Collected data:
=== Section Start ===

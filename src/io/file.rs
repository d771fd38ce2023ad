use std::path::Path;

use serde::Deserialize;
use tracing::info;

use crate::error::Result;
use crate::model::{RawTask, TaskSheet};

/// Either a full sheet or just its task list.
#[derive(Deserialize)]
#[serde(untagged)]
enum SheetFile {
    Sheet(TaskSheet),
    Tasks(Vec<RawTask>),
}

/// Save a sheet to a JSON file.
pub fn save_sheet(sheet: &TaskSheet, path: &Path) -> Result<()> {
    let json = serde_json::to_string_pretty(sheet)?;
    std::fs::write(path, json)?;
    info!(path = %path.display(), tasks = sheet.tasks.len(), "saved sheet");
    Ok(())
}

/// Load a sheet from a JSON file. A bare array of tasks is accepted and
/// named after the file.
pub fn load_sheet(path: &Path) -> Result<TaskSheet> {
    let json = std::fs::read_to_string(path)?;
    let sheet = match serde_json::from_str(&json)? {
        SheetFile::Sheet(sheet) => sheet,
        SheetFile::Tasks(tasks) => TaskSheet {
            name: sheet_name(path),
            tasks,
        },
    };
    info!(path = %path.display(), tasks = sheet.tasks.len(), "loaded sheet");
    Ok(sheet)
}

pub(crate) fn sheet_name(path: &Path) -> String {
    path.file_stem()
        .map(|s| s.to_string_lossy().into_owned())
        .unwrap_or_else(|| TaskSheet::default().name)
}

=== Section End ===

Once you have read the records above, write them out again exactly.

filename src/io/file.rs
repository d771fd38ce2023ad
use std::path::Path;

use serde::Deserialize;
use tracing::info;

use crate::error::Result;
use crate::model::{RawTask, TaskSheet};

/// Either a full sheet or just its task list.
#[derive(Deserialize)]
#[serde(untagged)]
enum SheetFile {
    Sheet(TaskSheet),
    Tasks(Vec<RawTask>),
}

/// Save a sheet to a JSON file.
pub fn save_sheet(sheet: &TaskSheet, path: &Path) -> Result<()> {
    let json = serde_json::to_string_pretty(sheet)?;
    std::fs::write(path, json)?;
    info!(path = %path.display(), tasks = sheet.tasks.len(), "saved sheet");
    Ok(())
}

/// Load a sheet from a JSON file. A bare array of tasks is accepted and
/// named after the file.
pub fn load_sheet(path: &Path) -> Result<TaskSheet> {
    let json = std::fs::read_to_string(path)?;
    let sheet = match serde_json::from_str(&json)? {
        SheetFile::Sheet(sheet) => sheet,
        SheetFile::Tasks(tasks) => TaskSheet {
            name: sheet_name(path),
            tasks,
        },
    };
    info!(path = %path.display(), tasks = sheet.tasks.len(), "loaded sheet");
    Ok(sheet)
}

pub(crate) fn sheet_name(path: &Path) -> String {
    path.file_stem()
        .map(|s| s.to_string_lossy().into_owned())
        .unwrap_or_else(|| TaskSheet::default().name)
}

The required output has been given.